• Required work
Please return every record exactly as it appears.

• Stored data
......

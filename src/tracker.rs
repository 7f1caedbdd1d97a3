use std::collections::BTreeSet;
use std::fs::OpenOptions;
use std::io::Write as _;
use std::path::Path;

use anyhow::Context as _;
use chrono::{DateTime, Utc};
use serde::{Deserialize, Serialize};

use crate::card::CardAction;
use crate::progress::ProgressMap;

/// The container: sole owner of the progress map and of which cards are
/// expanded. Cards report [`CardAction`]s; `apply` is the only place they
/// take effect. Persistence is this container's choice, not the cards'.
#[derive(Debug, Clone, Default, Serialize, Deserialize)]
pub struct Tracker {
    pub progress: ProgressMap,
    #[serde(default)]
    pub expanded: BTreeSet<String>,
    #[serde(default, skip_serializing_if = "Option::is_none")]
    pub updated_at: Option<DateTime<Utc>>,
}

impl Tracker {
    pub fn apply(&mut self, action: CardAction) {
        match action {
            CardAction::ToggleChapter { book, chapter } => {
                self.progress.toggle(&book, chapter);
            }
            CardAction::ToggleBook {
                book,
                total_chapters,
                read,
            } => {
                self.progress.set_book(&book, total_chapters, read);
            }
            CardAction::ToggleExpand { book } => {
                if !self.expanded.remove(&book) {
                    self.expanded.insert(book);
                }
            }
        }
    }

    pub fn is_expanded(&self, book: &str) -> bool {
        self.expanded.contains(book)
    }

    /// Load the state file; a missing file is an empty tracker.
    pub fn load(path: &Path) -> anyhow::Result<Self> {
        if !path.exists() {
            return Ok(Self::default());
        }
        let raw = std::fs::read_to_string(path)
            .with_context(|| format!("read state file: {}", path.display()))?;
        serde_json::from_str(&raw).with_context(|| format!("parse state file: {}", path.display()))
    }

    pub fn save(&mut self, path: &Path) -> anyhow::Result<()> {
        self.updated_at = Some(Utc::now());

        if let Some(parent) = path.parent()
            && !parent.as_os_str().is_empty()
        {
            std::fs::create_dir_all(parent)
                .with_context(|| format!("create state dir: {}", parent.display()))?;
        }

        let mut file = OpenOptions::new()
            .create(true)
            .write(true)
            .truncate(true)
            .open(path)
            .with_context(|| format!("open state file: {}", path.display()))?;
        serde_json::to_writer_pretty(&mut file, self).context("serialize state")?;
        file.write_all(b"\n").context("write state newline")?;
        file.flush().context("flush state file")?;
        Ok(())
    }
}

......

• Task output
filename src/tracker.rs
repository 7f1caedbdd1d97a3
use std::collections::BTreeSet;
use std::fs::OpenOptions;
use std::io::Write as _;
use std::path::Path;

use anyhow::Context as _;
use chrono::{DateTime, Utc};
use serde::{Deserialize, Serialize};

use crate::card::CardAction;
use crate::progress::ProgressMap;

/// The container: sole owner of the progress map and of which cards are
/// expanded. Cards report [`CardAction`]s; `apply` is the only place they
/// take effect. Persistence is this container's choice, not the cards'.
#[derive(Debug, Clone, Default, Serialize, Deserialize)]
pub struct Tracker {
    pub progress: ProgressMap,
    #[serde(default)]
    pub expanded: BTreeSet<String>,
    #[serde(default, skip_serializing_if = "Option::is_none")]
    pub updated_at: Option<DateTime<Utc>>,
}

impl Tracker {
    pub fn apply(&mut self, action: CardAction) {
        match action {
            CardAction::ToggleChapter { book, chapter } => {
                self.progress.toggle(&book, chapter);
            }
            CardAction::ToggleBook {
                book,
                total_chapters,
                read,
            } => {
                self.progress.set_book(&book, total_chapters, read);
            }
            CardAction::ToggleExpand { book } => {
                if !self.expanded.remove(&book) {
                    self.expanded.insert(book);
                }
            }
        }
    }

    pub fn is_expanded(&self, book: &str) -> bool {
        self.expanded.contains(book)
    }

    /// Load the state file; a missing file is an empty tracker.
    pub fn load(path: &Path) -> anyhow::Result<Self> {
        if !path.exists() {
            return Ok(Self::default());
        }
        let raw = std::fs::read_to_string(path)
            .with_context(|| format!("read state file: {}", path.display()))?;
        serde_json::from_str(&raw).with_context(|| format!("parse state file: {}", path.display()))
    }

    pub fn save(&mut self, path: &Path) -> anyhow::Result<()> {
        self.updated_at = Some(Utc::now());

        if let Some(parent) = path.parent()
            && !parent.as_os_str().is_empty()
        {
            std::fs::create_dir_all(parent)
                .with_context(|| format!("create state dir: {}", parent.display()))?;
        }

        let mut file = OpenOptions::new()
            .create(true)
            .write(true)
            .truncate(true)
            .open(path)
            .with_context(|| format!("open state file: {}", path.display()))?;
        serde_json::to_writer_pretty(&mut file, self).context("serialize state")?;
        file.write_all(b"\n").context("write state newline")?;
        file.flush().context("flush state file")?;
        Ok(())
    }
}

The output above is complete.